# Old School Soundstream BLT - are they worth it?



## Nology (Apr 14, 2008)

I finally picked up a picasso to go along with my 10.0. Now the question is do I get the BLT or just use my current RCAs? I noticed that there were a TON of the limited BLT-4 on ebay. I don't know if these were fake or what the deal was. Anyways back to my Q... How to these Balanced Line Transmitters compare to RCAs?


----------



## matdotcom2000 (Aug 16, 2005)

This a perfect thread that never got an answer for the question that I want to ask.... It has been risen for the dead!!!!!


----------



## audiosaurus (Jan 27, 2009)

Hi there, i have tested the SS BLT 4 with the Rubicon 604 and 1002 and with both amplifiers it sounded much better using good quality rca's than the BLT4. The rca connection sounded warmer and more musical and the bass seemed tighter as well compared to the BLT4.


----------



## matdotcom2000 (Aug 16, 2005)

audiosaurus said:


> Hi there, i have tested the SS BLT 4 with the Rubicon 604 and 1002 and with both amplifiers it sounded much better using good quality rca's than the BLT4. The rca connection sounded warmer and more musical and the bass seemed tighter as well compared to the BLT4.

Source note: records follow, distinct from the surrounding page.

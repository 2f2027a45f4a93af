//! Mock collaborators for testing and development.
//!
//! These simulate host agents and a storage control plane in memory,
//! recording every call so tests can assert on ordering and cleanup.

use async_trait::async_trait;
use std::collections::{HashMap, HashSet};
use std::sync::atomic::{AtomicU64, Ordering};
use std::time::Duration;
use tokio::sync::RwLock;
use tracing::{debug, info};

use crate::agent::{AgentChannel, AgentCommand, Answer, TargetOperation};
use crate::backend::{BackendVolume, BackendVolumeSpec, StorageControlPlane};
use crate::error::{ChannelError, DataMotionError, Result};
use crate::types::{
    ConnectionDescriptor, HostId, HostInfo, HypervisorType, PoolCapacity, PoolId, PoolType,
    ProviderId, StoragePool, StorageProtocol,
};

/// Scripted reply for a command name.
#[derive(Debug, Clone)]
enum MockReply {
    Reply(std::result::Result<Answer, ChannelError>),
    /// Never answer; the caller's timeout decides
    Hang,
}

/// Mock agent channel.
///
/// Answers every command successfully unless a reply was scripted for
/// its name (see [`AgentCommand::name`]). `modify_targets` adds answer
/// with one device path per target, derived from host and handle.
#[derive(Default)]
pub struct MockAgentChannel {
    calls: RwLock<Vec<(HostId, AgentCommand)>>,
    replies: RwLock<HashMap<String, MockReply>>,
    unavailable_hosts: RwLock<HashSet<HostId>>,
}

impl MockAgentChannel {
    pub fn new() -> Self {
        Self::default()
    }

    /// Reply to every command named `name` with `reply`.
    pub async fn script(&self, name: &str, reply: std::result::Result<Answer, ChannelError>) {
        let mut replies = self.replies.write().await;
        replies.insert(name.to_string(), MockReply::Reply(reply));
    }

    /// Never answer commands named `name`.
    pub async fn hang_on(&self, name: &str) {
        let mut replies = self.replies.write().await;
        replies.insert(name.to_string(), MockReply::Hang);
    }

    /// Fail every command to `host` with [`ChannelError::AgentUnavailable`].
    pub async fn make_unavailable(&self, host: HostId) {
        let mut hosts = self.unavailable_hosts.write().await;
        hosts.insert(host);
    }

    /// Every command sent so far, in order.
    pub async fn calls(&self) -> Vec<(HostId, AgentCommand)> {
        self.calls.read().await.clone()
    }

    /// Commands with the given name, in order.
    pub async fn commands_named(&self, name: &str) -> Vec<(HostId, AgentCommand)> {
        self.calls
            .read()
            .await
            .iter()
            .filter(|(_, cmd)| cmd.name() == name)
            .cloned()
            .collect()
    }

    /// Device path the mock reports for a handle on a host.
    pub fn device_path_for(host: HostId, handle: &str) -> String {
        let leaf = handle.rsplit('/').next().unwrap_or(handle);
        format!("/dev/mock/host-{}/{}", host, leaf)
    }

    fn default_answer(host: HostId, command: &AgentCommand) -> Answer {
        match command {
            AgentCommand::ModifyTargets(cmd) if cmd.operation == TargetOperation::Add => {
                Answer::connected(
                    cmd.targets
                        .iter()
                        .map(|t| Self::device_path_for(host, &t.handle))
                        .collect(),
                )
            }
            _ => Answer::success(),
        }
    }
}

#[async_trait]
impl AgentChannel for MockAgentChannel {
    async fn send(&self, host_id: HostId, command: AgentCommand) -> std::result::Result<Answer, ChannelError> {
        debug!(host_id = %host_id, command = command.name(), "Mock agent received command");

        {
            let mut calls = self.calls.write().await;
            calls.push((host_id, command.clone()));
        }

        if self.unavailable_hosts.read().await.contains(&host_id) {
            return Err(ChannelError::AgentUnavailable(host_id.to_string()));
        }

        let reply = {
            let replies = self.replies.read().await;
            replies.get(command.name()).cloned()
        };

        match reply {
            Some(MockReply::Reply(reply)) => reply,
            Some(MockReply::Hang) => {
                // Far beyond any configured timeout
                tokio::time::sleep(Duration::from_secs(30 * 24 * 3600)).await;
                Err(ChannelError::OperationTimedOut(host_id.to_string(), 0))
            }
            None => Ok(Self::default_answer(host_id, &command)),
        }
    }
}

/// Mock storage control plane.
///
/// Volume objects are kept per pool; created objects get a generated
/// global id and a `/dev/storpool-byid/<id>` path.
#[derive(Default)]
pub struct MockStorageControlPlane {
    objects: RwLock<HashMap<(PoolId, String), BackendVolume>>,
    created: RwLock<Vec<BackendVolumeSpec>>,
    deleted: RwLock<Vec<(PoolId, String)>>,
    revoked: RwLock<Vec<(PoolId, String, HostId)>>,
    fail_create: RwLock<HashSet<String>>,
    fail_delete: RwLock<bool>,
    seq: AtomicU64,
}

impl MockStorageControlPlane {
    pub fn new() -> Self {
        Self::default()
    }

    /// Pre-populate an object, e.g. the backing storage of an existing volume.
    pub async fn insert_object(&self, pool_id: PoolId, name: &str, path: &str) {
        let mut objects = self.objects.write().await;
        objects.insert(
            (pool_id, name.to_string()),
            BackendVolume {
                name: name.to_string(),
                path: path.to_string(),
            },
        );
    }

    /// Fail creation of objects requested under `name`.
    pub async fn fail_create_for(&self, name: &str) {
        let mut fail = self.fail_create.write().await;
        fail.insert(name.to_string());
    }

    /// Fail every delete call.
    pub async fn fail_deletes(&self) {
        *self.fail_delete.write().await = true;
    }

    pub async fn created(&self) -> Vec<BackendVolumeSpec> {
        self.created.read().await.clone()
    }

    pub async fn deleted(&self) -> Vec<(PoolId, String)> {
        self.deleted.read().await.clone()
    }

    pub async fn revoked(&self) -> Vec<(PoolId, String, HostId)> {
        self.revoked.read().await.clone()
    }

    pub async fn exists(&self, pool_id: PoolId, name: &str) -> bool {
        self.objects.read().await.contains_key(&(pool_id, name.to_string()))
    }
}

#[async_trait]
impl StorageControlPlane for MockStorageControlPlane {
    async fn create_volume(&self, pool: &StoragePool, spec: &BackendVolumeSpec) -> Result<BackendVolume> {
        {
            let mut created = self.created.write().await;
            created.push(spec.clone());
        }

        if self.fail_create.read().await.contains(&spec.name) {
            return Err(DataMotionError::Backend(format!(
                "VolumeCreate {} failed: insufficient placement group capacity",
                spec.name
            )));
        }

        let global_id = format!("{}.{}", pool.id, self.seq.fetch_add(1, Ordering::SeqCst) + 1);
        let volume = BackendVolume {
            name: global_id.clone(),
            path: format!("/dev/storpool-byid/{}", global_id),
        };

        let mut objects = self.objects.write().await;
        objects.insert((pool.id, volume.name.clone()), volume.clone());
        info!(pool_id = %pool.id, name = %volume.name, "Mock backend volume created");

        Ok(volume)
    }

    async fn delete_volume(&self, pool: &StoragePool, name: &str) -> Result<()> {
        {
            let mut deleted = self.deleted.write().await;
            deleted.push((pool.id, name.to_string()));
        }

        if *self.fail_delete.read().await {
            return Err(DataMotionError::Backend(format!("VolumeDelete {} failed", name)));
        }

        let mut objects = self.objects.write().await;
        objects
            .remove(&(pool.id, name.to_string()))
            .map(|_| ())
            .ok_or_else(|| DataMotionError::Backend(format!("volume {} does not exist", name)))
    }

    async fn revoke_access(&self, pool: &StoragePool, name: &str, host: &HostInfo) -> Result<()> {
        let mut revoked = self.revoked.write().await;
        revoked.push((pool.id, name.to_string(), host.id));
        Ok(())
    }
}

/// A block storage pool served by `provider`.
pub fn sample_pool(id: u64, provider: &str) -> StoragePool {
    StoragePool {
        id: PoolId(id),
        uuid: format!("pool-{}", id),
        name: format!("{}-pool-{}", provider.to_lowercase(), id),
        pool_type: PoolType::SharedBlock,
        provider: ProviderId::new(provider),
        pod_id: Some(1),
        cluster_id: Some(1),
        connection: ConnectionDescriptor {
            address: format!("10.0.0.{}", id),
            port: Some(81),
            protocol: StorageProtocol::NativeBlock,
            credentials_ref: None,
            parameters: HashMap::new(),
        },
        capacity: PoolCapacity {
            total_bytes: 10 << 40,
            used_bytes: 0,
        },
    }
}

/// A KVM host.
pub fn sample_host(id: u64) -> HostInfo {
    HostInfo {
        id: HostId(id),
        name: format!("kvm-{}", id),
        private_address: format!("10.1.0.{}", id),
        hypervisor: HypervisorType::Kvm,
        cluster_id: Some(1),
    }
}

#[cfg(test)]
mod tests {
    use super::*;
    use crate::agent::PrepareForMigrationCommand;
    use crate::types::VmDescriptor;

    #[tokio::test]
    async fn test_mock_agent_records_calls() {
        let agents = MockAgentChannel::new();
        let cmd = AgentCommand::PrepareForMigration(PrepareForMigrationCommand {
            vm: VmDescriptor::new("i-2-10-VM", HypervisorType::Kvm),
            rollback: false,
        });

        let answer = agents.send(HostId(2), cmd).await.unwrap();
        assert!(answer.result);
        assert_eq!(agents.commands_named("prepare_for_migration").await.len(), 1);
    }

    #[tokio::test]
    async fn test_mock_agent_unavailable_host() {
        let agents = MockAgentChannel::new();
        agents.make_unavailable(HostId(1)).await;
        let cmd = AgentCommand::PrepareForMigration(PrepareForMigrationCommand {
            vm: VmDescriptor::new("i-2-10-VM", HypervisorType::Kvm),
            rollback: false,
        });

        let err = agents.send(HostId(1), cmd).await.unwrap_err();
        assert_eq!(err, ChannelError::AgentUnavailable("1".to_string()));
    }

    #[tokio::test]
    async fn test_mock_backend_create_delete() {
        let backend = MockStorageControlPlane::new();
        let pool = sample_pool(2, "StorPool");
        let spec = BackendVolumeSpec {
            name: "vol-uuid".to_string(),
            parent_name: None,
            size_bytes: 1 << 30,
            tag: "cs".to_string(),
            owner: "vm-uuid".to_string(),
            purpose: "volume".to_string(),
            iops_limit: None,
        };

        let created = backend.create_volume(&pool, &spec).await.unwrap();
        assert!(created.path.ends_with(&created.name));
        assert!(backend.exists(pool.id, &created.name).await);

        backend.delete_volume(&pool, &created.name).await.unwrap();
        assert!(!backend.exists(pool.id, &created.name).await);
        assert!(backend.delete_volume(&pool, &created.name).await.is_err());
    }
}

How far away way the blt from the source when you connected it?


----------



## turbo5upra (Oct 3, 2008)

we did .5 meter rca's out of a 9835 to a pair of blt's on a 10.2 and picasso,... made it sound a whole lot better....


----------



## audiosaurus (Jan 27, 2009)

Hi.. @ MATDOTCOM 2000, did this test about 7 or 8 years ago, used 0.6m van den hul interconnects from an Alpine CDA-7842R to the BLT 4, so it was just behind the source, and for the direct connection between H/U and AMP i used the same type of van den hul interconnects made up to 5m with Audioquest rca connectors. I think the van den hul cable was called the hybrid mk3, i'm not exactlly sure about that model no. though, it had a yellow jacket if i remember correctly.


----------



## matdotcom2000 (Aug 16, 2005)

Thanks for the input guys my setup would consist of a bitone with digital input. My amps the would consist of the new soundstream reference amps.


----------



## matdotcom2000 (Aug 16, 2005)

turbo5upra said:


> we did .5 meter rca's out of a 9835 to a pair of blt's on a 10.2 and picasso,... made it sound a whole lot better....


In what way did it sound better???


----------